The so called pretenders to the throne is an intersting and long debated subject, and I think it will always be a mystery too, Much the same as who actually killed the Princes in the tower. I don’t think it’s possible tha Perkin or Lambert were of Royal blood, as Thomas More gave in depth detail to how the Princes died and to where their bodies were buried, and consquently found..

Thomas More was not writing history but a private document more like a morality story. He invented so-called conversations and his descriptions of where the princes were buried are often used to ‘prove’ the bones found in 1674 are those of the boys, when in fact More goes on to say that the bodies were dug up again from beneath the pile of stones, near a staircase, and reburied somewhere else but he didn’t know where.

That last part is always conveniently forgotten when the subject of the bones in the urn are discussed. There is absolutely no evidence that these are the bones of the boys.

Only very recently, some bones have been found very close to the Tower which it seems is located next to or on top of a Roman cemetery – so it is not impossible that the bones belong to that period and not the Medieval period at all.
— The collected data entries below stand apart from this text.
use crate::error::GeneratorError;
use crate::llm::{GenerationParams, TextGenerator};
use serde::{Deserialize, Serialize};

pub const DEFAULT_BASE_URL: &str = "https://generativelanguage.googleapis.com";
pub const DEFAULT_MODEL: &str = "gemini-2.5-pro";

/// Google Generative Language (Gemini) REST client
pub struct GeminiClient {
    client: reqwest::Client,
    base_url: String,
    api_key: String,
    model: String,
}

impl GeminiClient {
    /// Create a client for the default endpoint and model
    pub fn new(api_key: impl Into<String>) -> Result<Self, GeneratorError> {
        let api_key = api_key.into();
        if api_key.trim().is_empty() {
            return Err(GeneratorError::MissingApiKey);
        }
        Ok(Self {
            client: reqwest::Client::new(),
            base_url: DEFAULT_BASE_URL.to_string(),
            api_key,
            model: DEFAULT_MODEL.to_string(),
        })
    }

    /// Override the API base URL (default: https://generativelanguage.googleapis.com)
    pub fn with_base_url(mut self, base_url: impl Into<String>) -> Self {
        self.base_url = base_url.into().trim_end_matches('/').to_string();
        self
    }

    /// Set the model name, with or without the `models/` prefix
    pub fn with_model(mut self, model: impl Into<String>) -> Self {
        let model = model.into();
        self.model = model
            .strip_prefix("models/")
            .map(str::to_string)
            .unwrap_or(model);
        self
    }

    pub fn model(&self) -> &str {
        &self.model
    }

    fn generate_url(&self) -> String {
        format!(
            "{}/v1beta/models/{}:generateContent",
            self.base_url, self.model
        )
    }

    fn models_url(&self) -> String {
        format!("{}/v1beta/models", self.base_url)
    }

    async fn error_from_response(response: reqwest::Response) -> GeneratorError {
        let status = response.status().as_u16();
        let body = response.text().await.unwrap_or_default();
        api_error(status, &body)
    }
}

#[derive(Serialize)]
#[serde(rename_all = "camelCase")]
struct GenerateContentRequest<'a> {
    contents: Vec<Content<'a>>,
    generation_config: GenerationConfig,
}

#[derive(Serialize)]
struct Content<'a> {
    role: &'a str,
    parts: Vec<RequestPart<'a>>,
}

#[derive(Serialize)]
struct RequestPart<'a> {
    text: &'a str,
}

#[derive(Serialize)]
#[serde(rename_all = "camelCase")]
struct GenerationConfig {
    temperature: f32,
    max_output_tokens: u32,
}

impl<'a> GenerateContentRequest<'a> {
    fn new(prompt: &'a str, params: &GenerationParams) -> Self {
        Self {
            contents: vec![Content {
                role: "user",
                parts: vec![RequestPart { text: prompt }],
            }],
            generation_config: GenerationConfig {
                temperature: params.temperature,
                max_output_tokens: params.max_output_tokens,
            },
        }
    }
}

#[derive(Deserialize, Default)]
#[serde(rename_all = "camelCase")]
struct GenerateContentResponse {
    #[serde(default)]
    candidates: Vec<Candidate>,
    #[serde(default)]
    prompt_feedback: Option<PromptFeedback>,
}

#[derive(Deserialize)]
#[serde(rename_all = "camelCase")]
struct Candidate {
    #[serde(default)]
    content: Option<CandidateContent>,
    #[serde(default)]
    finish_reason: Option<String>,
}

#[derive(Deserialize)]
struct CandidateContent {
    #[serde(default)]
    parts: Vec<ResponsePart>,
}

#[derive(Deserialize)]
struct ResponsePart {
    #[serde(default)]
    text: Option<String>,
}

#[derive(Deserialize)]
#[serde(rename_all = "camelCase")]
struct PromptFeedback {
    #[serde(default)]
    block_reason: Option<String>,
}

#[derive(Deserialize)]
#[serde(rename_all = "camelCase")]
struct ListModelsResponse {
    #[serde(default)]
    models: Vec<ModelInfo>,
    #[serde(default)]
    next_page_token: Option<String>,
}

#[derive(Deserialize)]
#[serde(rename_all = "camelCase")]
struct ModelInfo {
    name: String,
    #[serde(default)]
    supported_generation_methods: Vec<String>,
}

#[derive(Deserialize)]
struct ErrorEnvelope {
    error: ErrorBody,
}

#[derive(Deserialize)]
struct ErrorBody {
    #[serde(default)]
    message: String,
}

/// Concatenate the text parts of the first candidate
fn completion_text(response: GenerateContentResponse) -> Result<String, GeneratorError> {
    let block_reason = response
        .prompt_feedback
        .and_then(|feedback| feedback.block_reason);

    let Some(candidate) = response.candidates.into_iter().next() else {
        return Err(GeneratorError::InvalidResponse(match block_reason {
            Some(reason) => format!("prompt was blocked: {}", reason),
            None => "response contained no candidates".to_string(),
        }));
    };

    let text: String = candidate
        .content
        .map(|content| content.parts)
        .unwrap_or_default()
        .into_iter()
        .filter_map(|part| part.text)
        .collect();

    if text.is_empty() {
        let reason = candidate.finish_reason.unwrap_or_else(|| "UNKNOWN".to_string());
        return Err(GeneratorError::InvalidResponse(format!(
            "candidate has no text (finish reason: {})",
            reason
        )));
    }
    Ok(text)
}

/// Build an API error, preferring the service's own message over the raw body
fn api_error(status: u16, body: &str) -> GeneratorError {
    let message = serde_json::from_str::<ErrorEnvelope>(body)
        .map(|envelope| envelope.error.message)
        .ok()
        .filter(|message| !message.is_empty())
        .unwrap_or_else(|| body.trim().to_string());
    GeneratorError::Api { status, message }
}

fn generate_content_models(models: Vec<ModelInfo>) -> impl Iterator<Item = String> {
    models.into_iter().filter_map(|model| {
        model
            .supported_generation_methods
            .iter()
            .any(|method| method == "generateContent")
            .then_some(model.name)
    })
}

#[async_trait::async_trait]
impl TextGenerator for GeminiClient {
    async fn generate(
        &self,
        prompt: &str,
        params: &GenerationParams,
    ) -> Result<String, GeneratorError> {
        let request = GenerateContentRequest::new(prompt, params);
        tracing::debug!(
            model = %self.model,
            prompt_chars = prompt.len(),
            temperature = params.temperature,
            max_output_tokens = params.max_output_tokens,
            "Sending generateContent request"
        );

        let response = self
            .client
            .post(self.generate_url())
            .header("x-goog-api-key", &self.api_key)
            .json(&request)
            .send()
            .await?;

        if !response.status().is_success() {
            return Err(Self::error_from_response(response).await);
        }

        let body: GenerateContentResponse = response
            .json()
            .await
            .map_err(|e| GeneratorError::InvalidResponse(e.to_string()))?;
        completion_text(body)
    }

    async fn list_models(&self) -> Result<Vec<String>, GeneratorError> {
        let mut models = Vec::new();
        let mut page_token: Option<String> = None;

        loop {
            let mut request = self
                .client
                .get(self.models_url())
                .header("x-goog-api-key", &self.api_key)
                .query(&[("pageSize", "1000")]);
            if let Some(token) = &page_token {
                request = request.query(&[("pageToken", token.as_str())]);
            }

            let response = request.send().await?;
            if !response.status().is_success() {
                return Err(Self::error_from_response(response).await);
            }

            let page: ListModelsResponse = response
                .json()
                .await
                .map_err(|e| GeneratorError::InvalidResponse(e.to_string()))?;
            models.extend(generate_content_models(page.models));

            match page.next_page_token.filter(|token| !token.is_empty()) {
                Some(token) => page_token = Some(token),
                None => break,
            }
        }

        Ok(models)
    }
}

#[cfg(test)]
mod tests {
    use super::*;

    #[test]
    fn test_gemini_client_creation() {
        let client = GeminiClient::new("key").unwrap();
        assert_eq!(client.base_url, DEFAULT_BASE_URL);
        assert_eq!(client.model(), DEFAULT_MODEL);
    }

    #[test]
    fn test_gemini_client_rejects_blank_key() {
        assert!(matches!(
            GeminiClient::new("  "),
            Err(GeneratorError::MissingApiKey)
        ));
    }

    #[test]
    fn test_gemini_client_urls() {
        let client = GeminiClient::new("key")
            .unwrap()
            .with_base_url("http://localhost:8080/")
            .with_model("models/gemini-1.5-flash");
        assert_eq!(
            client.generate_url(),
            "http://localhost:8080/v1beta/models/gemini-1.5-flash:generateContent"
        );
        assert_eq!(client.models_url(), "http://localhost:8080/v1beta/models");
    }

    #[test]
    fn test_request_body_shape() {
        let params = GenerationParams::default();
        let request = GenerateContentRequest::new("hello", &params);
        let json = serde_json::to_value(&request).unwrap();
        assert_eq!(json["contents"][0]["parts"][0]["text"], "hello");
        assert_eq!(json["contents"][0]["role"], "user");
        assert_eq!(json["generationConfig"]["maxOutputTokens"], 4000);
        assert!((json["generationConfig"]["temperature"].as_f64().unwrap() - 0.3).abs() < 1e-6);
    }

    #[test]
    fn test_completion_text_joins_parts() {
        let body: GenerateContentResponse = serde_json::from_str(
            r#"{"candidates":[{"content":{"role":"model","parts":[{"text":"TERM "},{"text":"SHEET"}]},"finishReason":"STOP"}]}"#,
        )
        .unwrap();
        assert_eq!(completion_text(body).unwrap(), "TERM SHEET");
    }

    #[test]
    fn test_completion_text_blocked_prompt() {
        let body: GenerateContentResponse =
            serde_json::from_str(r#"{"promptFeedback":{"blockReason":"SAFETY"}}"#).unwrap();
        let err = completion_text(body).unwrap_err();
        assert!(err.to_string().contains("SAFETY"));
    }

    #[test]
    fn test_completion_text_empty_candidate() {
        let body: GenerateContentResponse =
            serde_json::from_str(r#"{"candidates":[{"finishReason":"MAX_TOKENS"}]}"#).unwrap();
        let err = completion_text(body).unwrap_err();
        assert!(err.to_string().contains("MAX_TOKENS"));
    }

    #[test]
    fn test_api_error_uses_service_message() {
        let err = api_error(
            404,
            r#"{"error":{"code":404,"message":"models/foo is not found for API version v1beta","status":"NOT_FOUND"}}"#,
        );
        match err {
            GeneratorError::Api { status, message } => {
                assert_eq!(status, 404);
                assert_eq!(message, "models/foo is not found for API version v1beta");
            }
            other => panic!("unexpected error: {other}"),
        }
    }

    #[test]
    fn test_api_error_falls_back_to_body() {
        let err = api_error(502, " Bad Gateway \n");
        assert_eq!(
            err.to_string(),
            "text-generation service returned 502: Bad Gateway"
        );
    }

    #[test]
    fn test_only_generate_content_models_listed() {
        let page: ListModelsResponse = serde_json::from_str(
            r#"{"models":[
                {"name":"models/gemini-2.5-pro","supportedGenerationMethods":["generateContent","countTokens"]},
                {"name":"models/text-embedding-004","supportedGenerationMethods":["embedContent"]}
            ]}"#,
        )
        .unwrap();
        let names: Vec<String> = generate_content_models(page.models).collect();
        assert_eq!(names, vec!["models/gemini-2.5-pro".to_string()]);
        assert!(page.next_page_token.is_none());
    }

    #[tokio::test]
    #[ignore] // Requires GEMINI_API_KEY and network access
    async fn test_gemini_list_models_live() {
        let key = std::env::var("GEMINI_API_KEY").unwrap();
        let client = GeminiClient::new(key).unwrap();
        let models = client.list_models().await.unwrap();
        assert!(!models.is_empty());
    }
}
If you think about it, the Tower was a busy place – a royal palace, a HQ for troops, filled with servants and officers – not the best place to ‘secretly’ bury two bodies, 10 feet down under a stone staircase, without anyone noticing.

After H7 won at Bosworth, why didn’t ‘someone’ come forward to tell all about the ‘secret’ burial? Why didn’t H7 institute a huge search for his missing brothers-in-law? Why didn’t H7 ever directly accuse Richard of killing them?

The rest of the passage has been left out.